WHAT IS NEEDED |
Word for word, reproduce every record in the listing below.

GIVEN DATA |
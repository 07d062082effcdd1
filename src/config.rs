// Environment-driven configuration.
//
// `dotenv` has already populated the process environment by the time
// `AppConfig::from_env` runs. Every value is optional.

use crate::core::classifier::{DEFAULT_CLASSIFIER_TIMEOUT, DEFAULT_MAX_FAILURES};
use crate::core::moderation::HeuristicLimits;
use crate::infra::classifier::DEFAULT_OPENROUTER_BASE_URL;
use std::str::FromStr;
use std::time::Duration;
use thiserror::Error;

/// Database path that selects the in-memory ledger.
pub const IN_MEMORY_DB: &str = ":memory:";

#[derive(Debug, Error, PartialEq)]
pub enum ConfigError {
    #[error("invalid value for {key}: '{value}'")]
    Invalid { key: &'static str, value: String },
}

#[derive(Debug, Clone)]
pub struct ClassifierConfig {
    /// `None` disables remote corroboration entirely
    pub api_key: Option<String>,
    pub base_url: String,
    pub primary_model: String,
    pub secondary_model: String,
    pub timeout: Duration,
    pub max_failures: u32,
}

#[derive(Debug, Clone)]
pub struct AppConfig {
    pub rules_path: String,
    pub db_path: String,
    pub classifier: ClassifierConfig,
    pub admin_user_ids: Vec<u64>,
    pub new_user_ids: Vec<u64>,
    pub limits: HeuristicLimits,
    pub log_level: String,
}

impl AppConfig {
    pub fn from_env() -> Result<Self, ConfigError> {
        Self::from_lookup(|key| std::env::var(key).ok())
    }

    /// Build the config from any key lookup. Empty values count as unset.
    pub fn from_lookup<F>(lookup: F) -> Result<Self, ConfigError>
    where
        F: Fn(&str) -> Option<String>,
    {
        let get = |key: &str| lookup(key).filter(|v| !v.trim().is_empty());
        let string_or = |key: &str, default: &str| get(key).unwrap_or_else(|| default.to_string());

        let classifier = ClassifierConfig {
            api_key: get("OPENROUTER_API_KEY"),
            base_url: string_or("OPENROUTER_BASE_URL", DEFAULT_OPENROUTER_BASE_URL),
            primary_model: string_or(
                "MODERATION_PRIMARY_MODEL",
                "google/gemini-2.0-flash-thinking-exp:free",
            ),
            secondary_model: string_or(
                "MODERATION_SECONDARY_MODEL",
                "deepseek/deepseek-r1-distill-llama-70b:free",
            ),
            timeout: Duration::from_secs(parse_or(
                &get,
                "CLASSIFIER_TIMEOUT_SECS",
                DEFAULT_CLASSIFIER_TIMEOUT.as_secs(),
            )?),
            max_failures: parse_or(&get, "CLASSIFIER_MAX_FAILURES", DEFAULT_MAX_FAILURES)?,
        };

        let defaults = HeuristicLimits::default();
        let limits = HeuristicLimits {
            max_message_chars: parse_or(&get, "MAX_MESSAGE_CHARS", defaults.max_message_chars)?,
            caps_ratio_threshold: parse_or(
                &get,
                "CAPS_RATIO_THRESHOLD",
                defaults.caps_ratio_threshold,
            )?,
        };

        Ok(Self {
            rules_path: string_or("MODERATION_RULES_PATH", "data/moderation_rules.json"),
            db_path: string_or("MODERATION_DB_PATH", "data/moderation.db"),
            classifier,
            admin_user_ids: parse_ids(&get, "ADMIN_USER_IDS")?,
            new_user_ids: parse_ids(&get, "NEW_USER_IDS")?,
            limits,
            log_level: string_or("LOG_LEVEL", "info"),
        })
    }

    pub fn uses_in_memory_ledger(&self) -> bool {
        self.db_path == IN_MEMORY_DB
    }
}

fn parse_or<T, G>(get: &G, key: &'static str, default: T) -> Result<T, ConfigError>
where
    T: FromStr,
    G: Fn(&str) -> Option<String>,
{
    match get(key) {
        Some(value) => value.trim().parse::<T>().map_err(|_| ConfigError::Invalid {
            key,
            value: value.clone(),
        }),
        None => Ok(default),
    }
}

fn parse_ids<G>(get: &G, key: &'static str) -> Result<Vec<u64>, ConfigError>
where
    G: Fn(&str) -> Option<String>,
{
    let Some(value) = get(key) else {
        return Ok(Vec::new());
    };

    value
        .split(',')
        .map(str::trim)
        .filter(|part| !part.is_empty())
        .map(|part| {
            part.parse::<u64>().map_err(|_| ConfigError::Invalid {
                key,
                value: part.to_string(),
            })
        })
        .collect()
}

OUTPUT BELOW |
repository 07d062082effcdd1
filename src/config.rs
// Environment-driven configuration.
//
// `dotenv` has already populated the process environment by the time
// `AppConfig::from_env` runs. Every value is optional.

use crate::core::classifier::{DEFAULT_CLASSIFIER_TIMEOUT, DEFAULT_MAX_FAILURES};
use crate::core::moderation::HeuristicLimits;
use crate::infra::classifier::DEFAULT_OPENROUTER_BASE_URL;
use std::str::FromStr;
use std::time::Duration;
use thiserror::Error;

/// Database path that selects the in-memory ledger.
pub const IN_MEMORY_DB: &str = ":memory:";

#[derive(Debug, Error, PartialEq)]
pub enum ConfigError {
    #[error("invalid value for {key}: '{value}'")]
    Invalid { key: &'static str, value: String },
}

#[derive(Debug, Clone)]
pub struct ClassifierConfig {
    /// `None` disables remote corroboration entirely
    pub api_key: Option<String>,
    pub base_url: String,
    pub primary_model: String,
    pub secondary_model: String,
    pub timeout: Duration,
    pub max_failures: u32,
}

#[derive(Debug, Clone)]
pub struct AppConfig {
    pub rules_path: String,
    pub db_path: String,
    pub classifier: ClassifierConfig,
    pub admin_user_ids: Vec<u64>,
    pub new_user_ids: Vec<u64>,
    pub limits: HeuristicLimits,
    pub log_level: String,
}

impl AppConfig {
    pub fn from_env() -> Result<Self, ConfigError> {
        Self::from_lookup(|key| std::env::var(key).ok())
    }

    /// Build the config from any key lookup. Empty values count as unset.
    pub fn from_lookup<F>(lookup: F) -> Result<Self, ConfigError>
    where
        F: Fn(&str) -> Option<String>,
    {
        let get = |key: &str| lookup(key).filter(|v| !v.trim().is_empty());
        let string_or = |key: &str, default: &str| get(key).unwrap_or_else(|| default.to_string());

        let classifier = ClassifierConfig {
            api_key: get("OPENROUTER_API_KEY"),
            base_url: string_or("OPENROUTER_BASE_URL", DEFAULT_OPENROUTER_BASE_URL),
            primary_model: string_or(
                "MODERATION_PRIMARY_MODEL",
                "google/gemini-2.0-flash-thinking-exp:free",
            ),
            secondary_model: string_or(
                "MODERATION_SECONDARY_MODEL",
                "deepseek/deepseek-r1-distill-llama-70b:free",
            ),
            timeout: Duration::from_secs(parse_or(
                &get,
                "CLASSIFIER_TIMEOUT_SECS",
                DEFAULT_CLASSIFIER_TIMEOUT.as_secs(),
            )?),
            max_failures: parse_or(&get, "CLASSIFIER_MAX_FAILURES", DEFAULT_MAX_FAILURES)?,
        };

        let defaults = HeuristicLimits::default();
        let limits = HeuristicLimits {
            max_message_chars: parse_or(&get, "MAX_MESSAGE_CHARS", defaults.max_message_chars)?,
            caps_ratio_threshold: parse_or(
                &get,
                "CAPS_RATIO_THRESHOLD",
                defaults.caps_ratio_threshold,
            )?,
        };

        Ok(Self {
            rules_path: string_or("MODERATION_RULES_PATH", "data/moderation_rules.json"),
            db_path: string_or("MODERATION_DB_PATH", "data/moderation.db"),
            classifier,
            admin_user_ids: parse_ids(&get, "ADMIN_USER_IDS")?,
            new_user_ids: parse_ids(&get, "NEW_USER_IDS")?,
            limits,
            log_level: string_or("LOG_LEVEL", "info"),
        })
    }

    pub fn uses_in_memory_ledger(&self) -> bool {
        self.db_path == IN_MEMORY_DB
    }
}

fn parse_or<T, G>(get: &G, key: &'static str, default: T) -> Result<T, ConfigError>
where
    T: FromStr,
    G: Fn(&str) -> Option<String>,
{
    match get(key) {
        Some(value) => value.trim().parse::<T>().map_err(|_| ConfigError::Invalid {
            key,
            value: value.clone(),
        }),
        None => Ok(default),
    }
}

fn parse_ids<G>(get: &G, key: &'static str) -> Result<Vec<u64>, ConfigError>
where
    G: Fn(&str) -> Option<String>,
{
    let Some(value) = get(key) else {
        return Ok(Vec::new());
    };

    value
        .split(',')
        .map(str::trim)
        .filter(|part| !part.is_empty())
        .map(|part| {
            part.parse::<u64>().map_err(|_| ConfigError::Invalid {
                key,
                value: part.to_string(),
            })
        })
        .collect()
}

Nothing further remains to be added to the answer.